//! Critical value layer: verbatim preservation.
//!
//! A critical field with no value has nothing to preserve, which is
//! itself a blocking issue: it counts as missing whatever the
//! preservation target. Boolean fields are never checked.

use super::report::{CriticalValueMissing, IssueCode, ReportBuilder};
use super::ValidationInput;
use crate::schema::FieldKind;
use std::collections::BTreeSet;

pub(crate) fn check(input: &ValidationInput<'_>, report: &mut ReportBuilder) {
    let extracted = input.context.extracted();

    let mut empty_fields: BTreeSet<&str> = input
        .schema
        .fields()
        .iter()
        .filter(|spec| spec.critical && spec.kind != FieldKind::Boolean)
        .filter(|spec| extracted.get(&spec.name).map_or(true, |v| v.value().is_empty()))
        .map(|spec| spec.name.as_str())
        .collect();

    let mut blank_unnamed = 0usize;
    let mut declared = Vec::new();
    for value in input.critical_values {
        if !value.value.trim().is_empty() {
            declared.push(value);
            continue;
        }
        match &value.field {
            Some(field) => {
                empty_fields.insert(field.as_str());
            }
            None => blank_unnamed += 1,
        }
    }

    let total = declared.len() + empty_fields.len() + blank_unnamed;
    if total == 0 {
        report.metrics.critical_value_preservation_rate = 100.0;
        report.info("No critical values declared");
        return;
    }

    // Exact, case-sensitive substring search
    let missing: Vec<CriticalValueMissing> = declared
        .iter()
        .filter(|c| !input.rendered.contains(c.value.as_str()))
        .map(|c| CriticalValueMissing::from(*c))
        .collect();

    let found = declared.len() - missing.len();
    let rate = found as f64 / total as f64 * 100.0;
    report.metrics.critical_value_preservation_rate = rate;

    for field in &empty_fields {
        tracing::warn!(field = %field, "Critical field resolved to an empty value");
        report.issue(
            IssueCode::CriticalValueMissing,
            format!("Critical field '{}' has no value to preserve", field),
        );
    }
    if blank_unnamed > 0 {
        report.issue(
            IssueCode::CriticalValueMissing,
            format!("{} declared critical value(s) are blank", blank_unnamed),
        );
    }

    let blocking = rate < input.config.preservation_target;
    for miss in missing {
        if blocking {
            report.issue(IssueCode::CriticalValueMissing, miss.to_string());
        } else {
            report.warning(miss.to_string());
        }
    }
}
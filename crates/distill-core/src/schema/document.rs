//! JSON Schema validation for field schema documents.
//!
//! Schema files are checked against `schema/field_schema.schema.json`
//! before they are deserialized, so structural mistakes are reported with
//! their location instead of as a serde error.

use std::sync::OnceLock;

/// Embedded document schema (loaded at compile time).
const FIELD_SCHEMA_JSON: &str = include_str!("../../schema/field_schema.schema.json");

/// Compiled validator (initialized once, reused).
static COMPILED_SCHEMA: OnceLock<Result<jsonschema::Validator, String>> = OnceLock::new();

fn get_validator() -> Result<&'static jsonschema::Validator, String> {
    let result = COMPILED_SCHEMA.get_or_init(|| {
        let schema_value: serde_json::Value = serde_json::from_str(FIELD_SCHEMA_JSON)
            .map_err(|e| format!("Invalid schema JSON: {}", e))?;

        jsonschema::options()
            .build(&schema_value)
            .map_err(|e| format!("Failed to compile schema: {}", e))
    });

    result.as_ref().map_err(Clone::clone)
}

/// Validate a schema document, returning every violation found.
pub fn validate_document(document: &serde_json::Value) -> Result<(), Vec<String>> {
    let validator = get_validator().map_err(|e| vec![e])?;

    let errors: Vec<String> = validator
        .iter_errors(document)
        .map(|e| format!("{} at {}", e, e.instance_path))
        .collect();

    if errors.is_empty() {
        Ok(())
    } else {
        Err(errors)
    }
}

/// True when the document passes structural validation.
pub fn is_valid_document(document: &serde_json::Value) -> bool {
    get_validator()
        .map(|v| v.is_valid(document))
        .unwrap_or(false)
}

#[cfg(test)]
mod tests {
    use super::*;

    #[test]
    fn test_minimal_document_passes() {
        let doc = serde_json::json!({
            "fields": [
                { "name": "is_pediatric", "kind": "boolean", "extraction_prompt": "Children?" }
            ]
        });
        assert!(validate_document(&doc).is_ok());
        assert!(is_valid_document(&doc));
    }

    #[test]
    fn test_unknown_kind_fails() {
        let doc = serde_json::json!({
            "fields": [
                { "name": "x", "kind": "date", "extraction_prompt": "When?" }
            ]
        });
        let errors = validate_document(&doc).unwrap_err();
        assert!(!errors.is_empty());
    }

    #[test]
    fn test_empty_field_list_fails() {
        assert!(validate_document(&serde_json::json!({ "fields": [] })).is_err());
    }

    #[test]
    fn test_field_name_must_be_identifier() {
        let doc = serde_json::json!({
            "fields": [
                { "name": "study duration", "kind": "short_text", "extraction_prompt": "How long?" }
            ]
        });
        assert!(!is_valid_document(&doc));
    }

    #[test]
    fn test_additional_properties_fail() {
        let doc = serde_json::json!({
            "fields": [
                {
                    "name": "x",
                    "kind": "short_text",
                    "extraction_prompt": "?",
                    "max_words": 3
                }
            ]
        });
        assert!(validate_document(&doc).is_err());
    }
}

★ ★ ★ ★ ★

Working from the material above, retype it in its entirety without change.

//! Critical value layer: verbatim preservation.
//!
//! A critical field with no value has nothing to preserve, which is
//! itself a blocking issue: it counts as missing whatever the
//! preservation target. Boolean fields are never checked.

use super::report::{CriticalValueMissing, IssueCode, ReportBuilder};
use super::ValidationInput;
use crate::schema::FieldKind;
use std::collections::BTreeSet;

pub(crate) fn check(input: &ValidationInput<'_>, report: &mut ReportBuilder) {
    let extracted = input.context.extracted();

    let mut empty_fields: BTreeSet<&str> = input
        .schema
        .fields()
        .iter()
        .filter(|spec| spec.critical && spec.kind != FieldKind::Boolean)
        .filter(|spec| extracted.get(&spec.name).map_or(true, |v| v.value().is_empty()))
        .map(|spec| spec.name.as_str())
        .collect();

    let mut blank_unnamed = 0usize;
    let mut declared = Vec::new();
    for value in input.critical_values {
        if !value.value.trim().is_empty() {
            declared.push(value);
            continue;
        }
        match &value.field {
            Some(field) => {
                empty_fields.insert(field.as_str());
            }
            None => blank_unnamed += 1,
        }
    }

    let total = declared.len() + empty_fields.len() + blank_unnamed;
    if total == 0 {
        report.metrics.critical_value_preservation_rate = 100.0;
        report.info("No critical values declared");
        return;
    }

    // Exact, case-sensitive substring search
    let missing: Vec<CriticalValueMissing> = declared
        .iter()
        .filter(|c| !input.rendered.contains(c.value.as_str()))
        .map(|c| CriticalValueMissing::from(*c))
        .collect();

    let found = declared.len() - missing.len();
    let rate = found as f64 / total as f64 * 100.0;
    report.metrics.critical_value_preservation_rate = rate;

    for field in &empty_fields {
        tracing::warn!(field = %field, "Critical field resolved to an empty value");
        report.issue(
            IssueCode::CriticalValueMissing,
            format!("Critical field '{}' has no value to preserve", field),
        );
    }
    if blank_unnamed > 0 {
        report.issue(
            IssueCode::CriticalValueMissing,
            format!("{} declared critical value(s) are blank", blank_unnamed),
        );
    }

    let blocking = rate < input.config.preservation_target;
    for miss in missing {
        if blocking {
            report.issue(IssueCode::CriticalValueMissing, miss.to_string());
        } else {
            report.warning(miss.to_string());
        }
    }
}
filename crates/distill-core/src/schema/document.rs
//! JSON Schema validation for field schema documents.
//!
//! Schema files are checked against `schema/field_schema.schema.json`
//! before they are deserialized, so structural mistakes are reported with
//! their location instead of as a serde error.

use std::sync::OnceLock;

/// Embedded document schema (loaded at compile time).
const FIELD_SCHEMA_JSON: &str = include_str!("../../schema/field_schema.schema.json");

/// Compiled validator (initialized once, reused).
static COMPILED_SCHEMA: OnceLock<Result<jsonschema::Validator, String>> = OnceLock::new();

fn get_validator() -> Result<&'static jsonschema::Validator, String> {
    let result = COMPILED_SCHEMA.get_or_init(|| {
        let schema_value: serde_json::Value = serde_json::from_str(FIELD_SCHEMA_JSON)
            .map_err(|e| format!("Invalid schema JSON: {}", e))?;

        jsonschema::options()
            .build(&schema_value)
            .map_err(|e| format!("Failed to compile schema: {}", e))
    });

    result.as_ref().map_err(Clone::clone)
}

/// Validate a schema document, returning every violation found.
pub fn validate_document(document: &serde_json::Value) -> Result<(), Vec<String>> {
    let validator = get_validator().map_err(|e| vec![e])?;

    let errors: Vec<String> = validator
        .iter_errors(document)
        .map(|e| format!("{} at {}", e, e.instance_path))
        .collect();

    if errors.is_empty() {
        Ok(())
    } else {
        Err(errors)
    }
}

/// True when the document passes structural validation.
pub fn is_valid_document(document: &serde_json::Value) -> bool {
    get_validator()
        .map(|v| v.is_valid(document))
        .unwrap_or(false)
}

#[cfg(test)]
mod tests {
    use super::*;

    #[test]
    fn test_minimal_document_passes() {
        let doc = serde_json::json!({
            "fields": [
                { "name": "is_pediatric", "kind": "boolean", "extraction_prompt": "Children?" }
            ]
        });
        assert!(validate_document(&doc).is_ok());
        assert!(is_valid_document(&doc));
    }

    #[test]
    fn test_unknown_kind_fails() {
        let doc = serde_json::json!({
            "fields": [
                { "name": "x", "kind": "date", "extraction_prompt": "When?" }
            ]
        });
        let errors = validate_document(&doc).unwrap_err();
        assert!(!errors.is_empty());
    }

    #[test]
    fn test_empty_field_list_fails() {
        assert!(validate_document(&serde_json::json!({ "fields": [] })).is_err());
    }

    #[test]
    fn test_field_name_must_be_identifier() {
        let doc = serde_json::json!({
            "fields": [
                { "name": "study duration", "kind": "short_text", "extraction_prompt": "How long?" }
            ]
        });
        assert!(!is_valid_document(&doc));
    }

    #[test]
    fn test_additional_properties_fail() {
        let doc = serde_json::json!({
            "fields": [
                {
                    "name": "x",
                    "kind": "short_text",
                    "extraction_prompt": "?",
                    "max_words": 3
                }
            ]
        });
        assert!(validate_document(&doc).is_err());
    }
}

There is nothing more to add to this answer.